Sleep heals and strengthens us, and most of us were taught that the more sleep, the better. Between seven and eight hours per night, right? New research from two neurology professors, who happen to be husband and wife, challenges that notion. The couple did sleep studies of peoples’ circadian rhythms. What the research is showing is that sleep may not be “one-size fits all.”
The clock inside
The body’s internal clock is, naturally, on a 24-hour cycle. Interestingly, it almost always, give or take about 16 minutes, runs 24 hours and 11 minutes.
That means the day/night cycle is predetermined. The research found a subclass of people who had a short sleep cycle – six hours or less per evening. These people complained of actually feeling worse on nights where they slept more than four or so hours.
I was born this way
About a decade ago, Dr. Ying-Hui Fu Fu discovered the first human gene linked to natural short sleep; in a strange genetic mutation, people with the gene who slept for six hours a night seemed to get the same benefits as those who didn’t have the gene, but got considerably more sleep.
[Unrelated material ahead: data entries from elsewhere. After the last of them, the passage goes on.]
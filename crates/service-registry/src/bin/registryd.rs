//! Registry process: serves `/services` and runs the failure detector

use anyhow::{Context, Result};
use clap::Parser;
use service_registry::{FailureDetector, HttpTransport, Registry, RegistryConfig};
use std::path::PathBuf;
use std::sync::Arc;
use tokio::net::TcpListener;
use tracing::{info, Level};

#[derive(Parser)]
#[command(name = "registryd")]
#[command(about = "Service registry - registration, heartbeats and provider updates")]
#[command(version)]
struct Cli {
    /// Configuration file (YAML or JSON)
    #[arg(short, long)]
    config: Option<PathBuf>,

    /// Listen address, overrides the configuration
    #[arg(short, long)]
    listen: Option<String>,

    /// Enable verbose logging
    #[arg(short, long)]
    verbose: bool,
}

#[tokio::main]
async fn main() -> Result<()> {
    let cli = Cli::parse();

    let level = if cli.verbose { Level::DEBUG } else { Level::INFO };
    tracing_subscriber::fmt()
        .with_max_level(level)
        .with_target(false)
        .init();

    let mut config = match &cli.config {
        Some(path) => RegistryConfig::from_file(path)
            .await
            .with_context(|| format!("Failed to load config from {:?}", path))?,
        None => RegistryConfig::default(),
    };
    if let Some(listen) = cli.listen {
        config.server.listen_addr = listen;
    }

    let transport = Arc::new(HttpTransport::new(config.heartbeat.timeout())?);
    let registry = Registry::load(config.server.snapshot_store(), transport)
        .await
        .context("Failed to load registry snapshot")?;
    let registry = Arc::new(registry);

    FailureDetector::new(registry.clone(), config.heartbeat.clone()).spawn();

    let listener = TcpListener::bind(&config.server.listen_addr)
        .await
        .with_context(|| format!("Failed to bind {}", config.server.listen_addr))?;

    service_registry::server::serve(listener, registry, async {
        let _ = tokio::signal::ctrl_c().await;
        info!("Shutting down registry service");
    })
    .await?;

    Ok(())
}
//! In-memory snapshot store

use super::SnapshotStore;
use crate::{error::Result, models::Registration};
use async_trait::async_trait;
use std::sync::{PoisonError, RwLock};

/// In-memory snapshot store, used when persistence is disabled
#[derive(Debug, Default)]
pub struct MemoryStore {
    snapshot: RwLock<Vec<Registration>>,
}

impl MemoryStore {
    /// Create an empty store
    pub fn new() -> Self {
        Self::default()
    }

    /// Create a store pre-seeded with a snapshot
    pub fn with_snapshot(registrations: Vec<Registration>) -> Self {
        Self {
            snapshot: RwLock::new(registrations),
        }
    }
}

#[async_trait]
impl SnapshotStore for MemoryStore {
    async fn save(&self, registrations: &[Registration]) -> Result<()> {
        let mut snapshot = self.snapshot.write().unwrap_or_else(PoisonError::into_inner);
        *snapshot = registrations.to_vec();
        Ok(())
    }

    async fn load(&self) -> Result<Vec<Registration>> {
        let snapshot = self.snapshot.read().unwrap_or_else(PoisonError::into_inner);
        Ok(snapshot.clone())
    }
}
//! Discovery client embedded in every dependent service
//!
//! The client registers its service with the registry, answers heartbeat
//! probes, applies pushed patches to a local [`ProviderCache`] and picks a
//! provider at random when asked.

use crate::{
    config::ClientConfig,
    error::{Error, Result},
    models::*,
};
use axum::{
    body::Bytes,
    extract::State,
    http::StatusCode,
    routing::{any, post},
    Router,
};
use rand::Rng;
use std::collections::HashMap;
use std::net::SocketAddr;
use std::sync::{Arc, PoisonError, RwLock};
use std::time::Duration;
use tokio::net::TcpListener;
use tokio::sync::oneshot;
use tokio::task::JoinHandle;
use tracing::{debug, info, warn};

/// Push-maintained view of providers per service name
///
/// Keys are never dropped: a name whose providers all left maps to an empty
/// list.
#[derive(Debug, Default)]
pub struct ProviderCache {
    services: RwLock<HashMap<ServiceName, Vec<String>>>,
}

impl ProviderCache {
    /// Create an empty cache
    pub fn new() -> Self {
        Self::default()
    }

    /// Apply a patch. Duplicate adds and unknown removes are no-ops.
    pub fn apply(&self, patch: &Patch) {
        let mut services = self.services.write().unwrap_or_else(PoisonError::into_inner);

        for entry in &patch.added {
            let urls = services.entry(entry.name.clone()).or_default();
            if !urls.contains(&entry.url) {
                urls.push(entry.url.clone());
            }
        }

        for entry in &patch.removed {
            if let Some(urls) = services.get_mut(&entry.name) {
                if let Some(index) = urls.iter().position(|url| url == &entry.url) {
                    urls.remove(index);
                }
            }
        }
    }

    /// Pick one provider of `name` uniformly at random
    pub fn get(&self, name: &ServiceName) -> Result<String> {
        let services = self.services.read().unwrap_or_else(PoisonError::into_inner);
        match services.get(name) {
            Some(urls) if !urls.is_empty() => {
                let index = rand::thread_rng().gen_range(0..urls.len());
                Ok(urls[index].clone())
            }
            _ => Err(Error::NoProviders(name.clone())),
        }
    }

    /// Known providers of `name`; `None` if the name was never seen
    pub fn providers(&self, name: &ServiceName) -> Option<Vec<String>> {
        let services = self.services.read().unwrap_or_else(PoisonError::into_inner);
        services.get(name).cloned()
    }
}

/// A service's handle on the registry
#[derive(Debug, Clone)]
pub struct DiscoveryClient {
    registration: Registration,
    registry_url: String,
    http: reqwest::Client,
    timeout: Duration,
    cache: Arc<ProviderCache>,
}

impl DiscoveryClient {
    /// Create a client talking to the registry at `registry_url`, with the
    /// default registry call timeout
    pub fn new(registry_url: impl Into<String>, registration: Registration) -> Self {
        Self {
            registration,
            registry_url: registry_url.into(),
            http: reqwest::Client::new(),
            timeout: ClientConfig::default().timeout(),
            cache: Arc::new(ProviderCache::new()),
        }
    }

    /// Create a client from configuration
    pub fn from_config(config: &ClientConfig, registration: Registration) -> Self {
        Self::new(config.registry_url.clone(), registration).with_timeout(config.timeout())
    }

    /// Bound every registry call by `timeout`
    pub fn with_timeout(mut self, timeout: Duration) -> Self {
        self.timeout = timeout;
        self
    }

    /// This service's registration record
    pub fn registration(&self) -> &Registration {
        &self.registration
    }

    /// The local provider cache
    pub fn cache(&self) -> &Arc<ProviderCache> {
        &self.cache
    }

    /// Pick a provider of `name` from the local cache
    pub fn lookup(&self, name: &ServiceName) -> Result<String> {
        self.cache.get(name)
    }

    /// Heartbeat and update handlers at the paths of the registration's URLs
    pub fn routes(&self) -> Result<Router> {
        let heartbeat_path = url_path(&self.registration.heartbeat_url)?;
        let update_path = url_path(&self.registration.service_update_url)?;
        if heartbeat_path == update_path {
            return Err(Error::InvalidRegistration(format!(
                "heartbeat and update share the path {}",
                heartbeat_path
            )));
        }

        Ok(Router::new()
            .route(&heartbeat_path, any(heartbeat))
            .route(&update_path, post(receive_update))
            .with_state(self.cache.clone()))
    }

    /// Register with the registry. The handlers must already be served.
    pub async fn register(&self) -> Result<()> {
        let res = self
            .http
            .post(&self.registry_url)
            .timeout(self.timeout)
            .json(&self.registration)
            .send()
            .await?;

        if !res.status().is_success() {
            return Err(Error::UnexpectedStatus {
                url: self.registry_url.clone(),
                status: res.status().as_u16(),
            });
        }

        info!(
            "Registered {} at {}",
            self.registration.service_name, self.registration.service_url
        );
        Ok(())
    }

    /// Ask the registry to drop this service
    pub async fn deregister(&self) -> Result<()> {
        let res = self
            .http
            .delete(&self.registry_url)
            .timeout(self.timeout)
            .header(reqwest::header::CONTENT_TYPE, "text/plain")
            .body(self.registration.service_url.clone())
            .send()
            .await?;

        if !res.status().is_success() {
            return Err(Error::UnexpectedStatus {
                url: self.registry_url.clone(),
                status: res.status().as_u16(),
            });
        }

        info!("Deregistered {}", self.registration.service_url);
        Ok(())
    }

    /// Serve `app` together with the discovery handlers, then register.
    ///
    /// `app` must not route the heartbeat or update paths itself.
    pub async fn start(self, listener: TcpListener, app: Router) -> Result<ServiceHandle> {
        let local_addr = listener.local_addr()?;
        let app = app.merge(self.routes()?);

        let (shutdown_tx, shutdown_rx) = oneshot::channel::<()>();
        let server = tokio::spawn(async move {
            axum::serve(listener, app)
                .with_graceful_shutdown(async move {
                    let _ = shutdown_rx.await;
                })
                .await
        });
        info!("{} listening on {}", self.registration.service_name, local_addr);

        if let Err(e) = self.register().await {
            let _ = shutdown_tx.send(());
            let _ = server.await;
            return Err(e);
        }

        Ok(ServiceHandle {
            client: self,
            local_addr,
            shutdown_tx,
            server,
        })
    }
}

/// A running, registered service
pub struct ServiceHandle {
    client: DiscoveryClient,
    local_addr: SocketAddr,
    shutdown_tx: oneshot::Sender<()>,
    server: JoinHandle<std::io::Result<()>>,
}

impl ServiceHandle {
    /// The service's discovery client
    pub fn client(&self) -> &DiscoveryClient {
        &self.client
    }

    /// Address the service is listening on
    pub fn local_addr(&self) -> SocketAddr {
        self.local_addr
    }

    /// Deregister (best-effort, bounded by the client timeout) and stop serving
    pub async fn shutdown(self) -> Result<()> {
        if let Err(e) = self.client.deregister().await {
            warn!(
                "Failed to deregister {}: {}",
                self.client.registration.service_url, e
            );
        }

        let _ = self.shutdown_tx.send(());
        match self.server.await {
            Ok(result) => Ok(result?),
            Err(e) => Err(std::io::Error::other(e).into()),
        }
    }
}

fn url_path(url: &str) -> Result<String> {
    let parsed = reqwest::Url::parse(url)
        .map_err(|e| Error::InvalidRegistration(format!("{}: {}", url, e)))?;
    Ok(parsed.path().to_string())
}

async fn heartbeat() -> StatusCode {
    StatusCode::OK
}

async fn receive_update(State(cache): State<Arc<ProviderCache>>, body: Bytes) -> StatusCode {
    let patch: Patch = match serde_json::from_slice(&body) {
        Ok(patch) => patch,
        Err(e) => {
            warn!("Malformed update: {}", e);
            return StatusCode::BAD_REQUEST;
        }
    };

    debug!("Update received: {:?}", patch);
    cache.apply(&patch);
    StatusCode::OK
}
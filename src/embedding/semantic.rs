//! Sentence-transformer embeddings via fastembed.
//!
//! Uses all-MiniLM-L6-v2 (384 dimensions) through the ONNX runtime. The
//! model is process-wide and loaded once; [`FastEmbedEmbedder::try_new`]
//! loads it eagerly so a missing model surfaces at startup rather than on
//! the first query.

use super::Embedder;
use crate::{Error, Result};
use std::panic::{AssertUnwindSafe, catch_unwind};
use std::sync::{Mutex, OnceLock, PoisonError};
use std::time::Instant;

const MODEL_NAME: &str = "all-MiniLM-L6-v2";

static EMBEDDING_MODEL: OnceLock<Mutex<::fastembed::TextEmbedding>> = OnceLock::new();

/// Semantic embedder backed by all-MiniLM-L6-v2.
#[derive(Debug, Clone, Copy, Default)]
pub struct FastEmbedEmbedder;

impl FastEmbedEmbedder {
    /// Output dimensions of the model.
    pub const DIMENSIONS: usize = 384;

    /// Creates the embedder, loading the model if this is the first use.
    ///
    /// # Errors
    ///
    /// Returns [`Error::OperationFailed`] if the model cannot be loaded.
    pub fn try_new() -> Result<Self> {
        model()?;
        Ok(Self)
    }

    /// Name of the underlying model.
    #[must_use]
    pub const fn model_name(&self) -> &'static str {
        MODEL_NAME
    }

    fn run(&self, texts: Vec<String>) -> Result<Vec<Vec<f32>>> {
        let batch_size = texts.len();
        let mut model = model()?
            .lock()
            .unwrap_or_else(|poisoned| {
                tracing::warn!("Embedding model mutex poisoned, recovering");
                PoisonError::into_inner(poisoned)
            });

        // The ONNX runtime can panic on malformed input.
        catch_unwind(AssertUnwindSafe(|| model.embed(texts, None)))
            .map_err(|_| {
                tracing::error!(batch_size, "ONNX runtime panicked during embedding");
                Error::OperationFailed {
                    operation: "embed".to_string(),
                    cause: "ONNX runtime panic".to_string(),
                }
            })?
            .map_err(|e| Error::OperationFailed {
                operation: "embed".to_string(),
                cause: e.to_string(),
            })
    }
}

fn model() -> Result<&'static Mutex<::fastembed::TextEmbedding>> {
    if let Some(model) = EMBEDDING_MODEL.get() {
        return Ok(model);
    }

    tracing::info!(model = MODEL_NAME, "Loading embedding model");
    let start = Instant::now();
    let options = ::fastembed::InitOptions::new(::fastembed::EmbeddingModel::AllMiniLML6V2)
        .with_show_download_progress(false);
    let loaded = ::fastembed::TextEmbedding::try_new(options).map_err(|e| {
        Error::OperationFailed {
            operation: "load_embedding_model".to_string(),
            cause: e.to_string(),
        }
    })?;
    tracing::info!(
        model = MODEL_NAME,
        elapsed_ms = u64::try_from(start.elapsed().as_millis()).unwrap_or(u64::MAX),
        "Embedding model loaded"
    );

    // Another thread may have won the race; either instance is fine.
    Ok(EMBEDDING_MODEL.get_or_init(|| Mutex::new(loaded)))
}

impl Embedder for FastEmbedEmbedder {
    fn dimensions(&self) -> usize {
        Self::DIMENSIONS
    }

    fn embed(&self, text: &str) -> Result<Vec<f32>> {
        if text.trim().is_empty() {
            return Ok(vec![0.0; Self::DIMENSIONS]);
        }
        self.run(vec![text.to_string()])?
            .into_iter()
            .next()
            .ok_or_else(|| Error::OperationFailed {
                operation: "embed".to_string(),
                cause: "model returned no embedding".to_string(),
            })
    }

    fn embed_batch(&self, texts: &[&str]) -> Result<Vec<Vec<f32>>> {
        if texts.is_empty() {
            return Ok(Vec::new());
        }
        self.run(texts.iter().map(|t| (*t).to_string()).collect())
    }
}

#[cfg(test)]
mod tests {
    use super::*;
    use crate::embedding::cosine_similarity;

    #[test]
    #[ignore = "downloads the ONNX model"]
    fn test_paraphrases_score_higher_than_unrelated_text() {
        let embedder = FastEmbedEmbedder::try_new().unwrap();
        let query = embedder.embed("How many vacation days do I get?").unwrap();
        let leave = embedder
            .embed("Employees accrue 18 days of earned leave per year.")
            .unwrap();
        let salary = embedder
            .embed("Engineering Manager pay ranges from 28 to 40 lakh.")
            .unwrap();

        assert_eq!(query.len(), FastEmbedEmbedder::DIMENSIONS);
        assert!(cosine_similarity(&query, &leave) > cosine_similarity(&query, &salary));
    }

    #[test]
    #[ignore = "downloads the ONNX model"]
    fn test_blank_text_is_a_zero_vector() {
        let embedder = FastEmbedEmbedder::try_new().unwrap();
        assert!(embedder.embed("   ").unwrap().iter().all(|v| *v == 0.0));
    }
}
//! Policy document chunks and the access scale they are checked against.

use serde::{Deserialize, Serialize};
use std::fmt;
use std::str::FromStr;

/// Confidentiality marker carried by a document chunk.
///
/// Ordered from least to most sensitive.
#[derive(
    Debug, Clone, Copy, PartialEq, Eq, PartialOrd, Ord, Hash, Default, Serialize, Deserialize,
)]
#[serde(rename_all = "lowercase")]
pub enum Confidentiality {
    /// Anyone may read.
    #[default]
    Public,
    /// Internal staff with elevated clearance.
    Restricted,
    /// Named readers only.
    Confidential,
}

/// Clearance held by a session.
///
/// Uses the same three-step scale as [`Confidentiality`]: a session may see
/// a chunk iff the chunk's marker does not exceed the session's level.
#[derive(
    Debug, Clone, Copy, PartialEq, Eq, PartialOrd, Ord, Hash, Default, Serialize, Deserialize,
)]
#[serde(rename_all = "lowercase")]
pub enum AccessLevel {
    /// Public content only.
    #[default]
    Public,
    /// Public and restricted content.
    Restricted,
    /// Everything.
    Confidential,
}

impl Confidentiality {
    /// Returns all markers in ascending order.
    #[must_use]
    pub const fn all() -> &'static [Self] {
        &[Self::Public, Self::Restricted, Self::Confidential]
    }

    /// Returns the marker as a string slice.
    #[must_use]
    pub const fn as_str(&self) -> &'static str {
        match self {
            Self::Public => "public",
            Self::Restricted => "restricted",
            Self::Confidential => "confidential",
        }
    }

    const fn rank(self) -> u8 {
        match self {
            Self::Public => 0,
            Self::Restricted => 1,
            Self::Confidential => 2,
        }
    }
}

impl AccessLevel {
    /// Returns all levels in ascending order.
    #[must_use]
    pub const fn all() -> &'static [Self] {
        &[Self::Public, Self::Restricted, Self::Confidential]
    }

    /// Returns the level as a string slice.
    #[must_use]
    pub const fn as_str(&self) -> &'static str {
        match self {
            Self::Public => "public",
            Self::Restricted => "restricted",
            Self::Confidential => "confidential",
        }
    }

    const fn rank(self) -> u8 {
        match self {
            Self::Public => 0,
            Self::Restricted => 1,
            Self::Confidential => 2,
        }
    }

    /// Returns true if content with `marker` may be shown at this level.
    #[must_use]
    pub const fn permits(self, marker: Confidentiality) -> bool {
        marker.rank() <= self.rank()
    }
}

impl fmt::Display for Confidentiality {
    fn fmt(&self, f: &mut fmt::Formatter<'_>) -> fmt::Result {
        f.write_str(self.as_str())
    }
}

impl fmt::Display for AccessLevel {
    fn fmt(&self, f: &mut fmt::Formatter<'_>) -> fmt::Result {
        f.write_str(self.as_str())
    }
}

impl FromStr for Confidentiality {
    type Err = crate::Error;

    fn from_str(s: &str) -> crate::Result<Self> {
        match s.trim().to_lowercase().as_str() {
            "public" => Ok(Self::Public),
            "restricted" | "internal" => Ok(Self::Restricted),
            "confidential" | "secret" => Ok(Self::Confidential),
            other => Err(crate::Error::InvalidInput(format!(
                "unknown confidentiality marker: {other}"
            ))),
        }
    }
}

impl FromStr for AccessLevel {
    type Err = crate::Error;

    fn from_str(s: &str) -> crate::Result<Self> {
        match s.trim().to_lowercase().as_str() {
            "public" => Ok(Self::Public),
            "restricted" | "internal" => Ok(Self::Restricted),
            "confidential" | "secret" => Ok(Self::Confidential),
            other => Err(crate::Error::InvalidInput(format!(
                "unknown access level: {other}"
            ))),
        }
    }
}

/// A ranked snippet returned by the semantic index.
#[derive(Debug, Clone, PartialEq, Serialize, Deserialize)]
pub struct DocumentChunk {
    /// Source document identifier (file stem).
    pub document_id: String,
    /// Chunk text.
    pub text: String,
    /// Confidentiality marker inherited from the source document.
    pub marker: Confidentiality,
    /// Cosine similarity to the query (0.0 to 1.0 after clamping).
    pub score: f32,
}

#[cfg(test)]
mod tests {
    use super::*;

    #[test]
    fn test_marker_ordering() {
        assert!(Confidentiality::Public < Confidentiality::Restricted);
        assert!(Confidentiality::Restricted < Confidentiality::Confidential);
    }

    #[test]
    fn test_permits_matrix() {
        assert!(AccessLevel::Public.permits(Confidentiality::Public));
        assert!(!AccessLevel::Public.permits(Confidentiality::Restricted));
        assert!(!AccessLevel::Public.permits(Confidentiality::Confidential));
        assert!(AccessLevel::Restricted.permits(Confidentiality::Restricted));
        assert!(!AccessLevel::Restricted.permits(Confidentiality::Confidential));
        for marker in Confidentiality::all() {
            assert!(AccessLevel::Confidential.permits(*marker));
        }
    }

    #[test]
    fn test_parse_levels() {
        assert_eq!(
            "Restricted".parse::<AccessLevel>().unwrap(),
            AccessLevel::Restricted
        );
        assert_eq!(
            " confidential ".parse::<Confidentiality>().unwrap(),
            Confidentiality::Confidential
        );
        assert!("top-secret".parse::<AccessLevel>().is_err());
    }
}
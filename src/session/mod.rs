//! Conversation sessions.
//!
//! A [`Session`] holds one conversation's turn history and usage counters.
//! The [`SessionStore`] is an explicit keyed store owned by the host
//! application and handed to the orchestrator on every call; there is no
//! process-wide session registry.
//!
//! Each session sits behind its own async mutex. The orchestrator holds that
//! lock for the whole of a query, so a session never runs two queries at
//! once, while different sessions proceed independently.

use crate::models::{AccessLevel, ConversationTurn};
use crate::{Error, Result};
use chrono::{DateTime, Utc};
use serde::{Deserialize, Serialize};
use std::collections::{BTreeMap, HashMap};
use std::fmt;
use std::sync::{Arc, PoisonError, RwLock, RwLockReadGuard, RwLockWriteGuard};
use std::time::Duration;
use tokio::sync::Mutex;

/// Unique session identifier.
#[derive(Debug, Clone, PartialEq, Eq, Hash, PartialOrd, Ord, Serialize, Deserialize)]
#[serde(transparent)]
pub struct SessionId(String);

impl SessionId {
    /// Generates a fresh random id.
    #[must_use]
    pub fn generate() -> Self {
        Self(uuid::Uuid::new_v4().to_string())
    }

    /// Returns the id as a string slice.
    #[must_use]
    pub fn as_str(&self) -> &str {
        &self.0
    }
}

impl fmt::Display for SessionId {
    fn fmt(&self, f: &mut fmt::Formatter<'_>) -> fmt::Result {
        f.write_str(&self.0)
    }
}

impl From<String> for SessionId {
    fn from(value: String) -> Self {
        Self(value)
    }
}

impl From<&str> for SessionId {
    fn from(value: &str) -> Self {
        Self(value.to_string())
    }
}

/// Running usage counters for one session.
#[derive(Debug, Clone, Default, PartialEq, Eq, Serialize, Deserialize)]
pub struct SessionStats {
    /// Queries that produced an answer.
    pub queries_answered: u64,
    /// Tool invocations keyed by tool name.
    pub tool_invocations: BTreeMap<String, u64>,
    /// Total wall-clock time spent answering, in milliseconds.
    pub cumulative_latency_ms: u64,
}

impl SessionStats {
    /// Records one answered query.
    pub fn record_query<'a>(
        &mut self,
        tools: impl IntoIterator<Item = &'a str>,
        latency: Duration,
    ) {
        self.queries_answered += 1;
        for tool in tools {
            *self.tool_invocations.entry(tool.to_string()).or_insert(0) += 1;
        }
        let latency_ms = u64::try_from(latency.as_millis()).unwrap_or(u64::MAX);
        self.cumulative_latency_ms = self.cumulative_latency_ms.saturating_add(latency_ms);
    }

    /// Total tool invocations across all tools.
    #[must_use]
    pub fn total_tool_invocations(&self) -> u64 {
        self.tool_invocations.values().sum()
    }

    /// Number of distinct tools used.
    #[must_use]
    pub fn distinct_tools(&self) -> usize {
        self.tool_invocations.len()
    }

    /// Cumulative latency.
    #[must_use]
    pub const fn cumulative_latency(&self) -> Duration {
        Duration::from_millis(self.cumulative_latency_ms)
    }

    /// Mean latency per answered query; zero before the first answer.
    #[must_use]
    pub fn mean_latency(&self) -> Duration {
        if self.queries_answered == 0 {
            return Duration::ZERO;
        }
        Duration::from_millis(self.cumulative_latency_ms / self.queries_answered)
    }
}

/// One conversation.
#[derive(Debug, Clone, PartialEq, Serialize, Deserialize)]
pub struct Session {
    id: SessionId,
    access_level: AccessLevel,
    created_at: DateTime<Utc>,
    turns: Vec<ConversationTurn>,
    stats: SessionStats,
}

impl Session {
    /// Creates an empty session.
    #[must_use]
    pub fn new(id: SessionId, access_level: AccessLevel) -> Self {
        Self {
            id,
            access_level,
            created_at: Utc::now(),
            turns: Vec::new(),
            stats: SessionStats::default(),
        }
    }

    /// Session id.
    #[must_use]
    pub const fn id(&self) -> &SessionId {
        &self.id
    }

    /// Access level fixed at creation.
    #[must_use]
    pub const fn access_level(&self) -> AccessLevel {
        self.access_level
    }

    /// Creation time.
    #[must_use]
    pub const fn created_at(&self) -> DateTime<Utc> {
        self.created_at
    }

    /// Turn history, oldest first.
    #[must_use]
    pub fn turns(&self) -> &[ConversationTurn] {
        &self.turns
    }

    /// Usage counters.
    #[must_use]
    pub const fn stats(&self) -> &SessionStats {
        &self.stats
    }

    /// Appends a completed query's turns and updates the counters.
    ///
    /// This is the only way turns enter a session, so a query is recorded
    /// entirely or not at all.
    pub(crate) fn commit<'a>(
        &mut self,
        turns: Vec<ConversationTurn>,
        tools: impl IntoIterator<Item = &'a str>,
        latency: Duration,
    ) {
        self.turns.extend(turns);
        self.stats.record_query(tools, latency);
    }

    /// Clears the turn history. Id, access level and counters are kept.
    pub fn clear_history(&mut self) {
        self.turns.clear();
    }

    /// Serializes the session to an ordered JSON turn log.
    ///
    /// # Errors
    ///
    /// Returns an error if serialization fails.
    pub fn to_turn_log(&self) -> Result<String> {
        serde_json::to_string_pretty(self).map_err(|e| Error::OperationFailed {
            operation: "serialize_session".to_string(),
            cause: e.to_string(),
        })
    }

    /// Restores a session from a turn log written by [`Session::to_turn_log`].
    ///
    /// # Errors
    ///
    /// Returns [`Error::InvalidInput`] if the log is malformed.
    pub fn from_turn_log(log: &str) -> Result<Self> {
        serde_json::from_str(log)
            .map_err(|e| Error::InvalidInput(format!("malformed session turn log: {e}")))
    }
}

type SessionHandle = Arc<Mutex<Session>>;

/// Keyed store of live sessions.
///
/// Cloning the store yields another handle to the same sessions.
#[derive(Debug, Clone, Default)]
pub struct SessionStore {
    sessions: Arc<RwLock<HashMap<SessionId, SessionHandle>>>,
}

impl SessionStore {
    /// Creates an empty store.
    #[must_use]
    pub fn new() -> Self {
        Self::default()
    }

    fn read(&self) -> RwLockReadGuard<'_, HashMap<SessionId, SessionHandle>> {
        self.sessions.read().unwrap_or_else(|poisoned| {
            tracing::warn!("Session store lock poisoned, recovering");
            PoisonError::into_inner(poisoned)
        })
    }

    fn write(&self) -> RwLockWriteGuard<'_, HashMap<SessionId, SessionHandle>> {
        self.sessions.write().unwrap_or_else(|poisoned| {
            tracing::warn!("Session store lock poisoned, recovering");
            PoisonError::into_inner(poisoned)
        })
    }

    /// Opens a new session with a generated id.
    pub fn open(&self, access_level: AccessLevel) -> SessionId {
        let id = SessionId::generate();
        self.insert(Session::new(id.clone(), access_level));
        id
    }

    /// Opens the session with `id`, creating it at `access_level` if absent.
    ///
    /// An existing session keeps the level it was created with.
    pub fn open_with_id(&self, id: impl Into<SessionId>, access_level: AccessLevel) -> SessionId {
        let id = id.into();
        self.write().entry(id.clone()).or_insert_with(|| {
            tracing::debug!(session_id = %id, level = access_level.as_str(), "Opened session");
            Arc::new(Mutex::new(Session::new(id.clone(), access_level)))
        });
        id
    }

    /// Adds a restored session, replacing any session with the same id.
    pub fn insert(&self, session: Session) -> SessionId {
        let id = session.id().clone();
        self.write()
            .insert(id.clone(), Arc::new(Mutex::new(session)));
        id
    }

    /// Returns the lock guarding one session.
    pub(crate) fn handle(&self, id: &SessionId) -> Result<SessionHandle> {
        self.read()
            .get(id)
            .cloned()
            .ok_or_else(|| Error::SessionNotFound(id.to_string()))
    }

    /// Returns a copy of the session.
    ///
    /// Waits for any in-flight query on the session to finish.
    ///
    /// # Errors
    ///
    /// Returns [`Error::SessionNotFound`] if the id is unknown.
    pub async fn get(&self, id: &SessionId) -> Result<Session> {
        let handle = self.handle(id)?;
        let session = handle.lock().await;
        Ok(session.clone())
    }

    /// Clears a session's turn history, keeping its id and counters.
    ///
    /// # Errors
    ///
    /// Returns [`Error::SessionNotFound`] if the id is unknown.
    pub async fn reset(&self, id: &SessionId) -> Result<()> {
        let handle = self.handle(id)?;
        handle.lock().await.clear_history();
        tracing::debug!(session_id = %id, "Session history cleared");
        Ok(())
    }

    /// Ends a session. Returns true if it existed.
    pub fn remove(&self, id: &SessionId) -> bool {
        self.write().remove(id).is_some()
    }

    /// Number of live sessions.
    #[must_use]
    pub fn len(&self) -> usize {
        self.read().len()
    }

    /// Returns true if no sessions are live.
    #[must_use]
    pub fn is_empty(&self) -> bool {
        self.read().is_empty()
    }
}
“In 2019, Ying-Hui Fu and [Louis] Ptacek discovered two more genes connected to natural short sleep, and they’ll soon submit a paper describing a fourth, providing even more evidence that functioning well on less sleep is a genetic trait,” TIME magazine reports. They even assert that the next field of medicine will be adjusted due to a person’s unique circadian rhythm.
Tired and anxious?
According to researchers at the Sleep and Anxiety Center of Houston (SACH), regular stressors which cause sleeping problems, such as starting a new job or your child starting their first day in school, are common and not necessarily a cause for alarm.
But the clinical psychologists at UH’s SACH have solutions and innovative practices to try to combat more severe cases of sleeplessness. They are committed to finding out whether children have disruptive sleep after traumas and are interested in tracking sleep patterns of children in foster care. They study adults, too.
Night and day
The SACH researchers are dedicated to understanding the connections between sleep at night and behavior and emotions during the day. Not surprisingly, the COVID-19 pandemic has wrought an insomnia-plagued society. Says the director of SACH, Candice Alfano, Ph.D.: “There are multiple emotional processes that seem to be disrupted by poor sleep. For example, our ability to self-monitor, pick up on others’ nonverbal cues and accurately identify others’ emotions diminishes when sleep is inadequate.” So losing sleep can lead to you losing out in relationships and at work.
Researchers still do not know everything about sleep, but the good news is, if you feel good after just a few hours of shut-eye, it may not mean you need melatonin drops or sleep aids. You may be just perfect — a short cycle sleeper! But if you are exhausted, irritable and forgetful during the day, it might behoove you to pivot your bedtime in order to get more sleeping hours.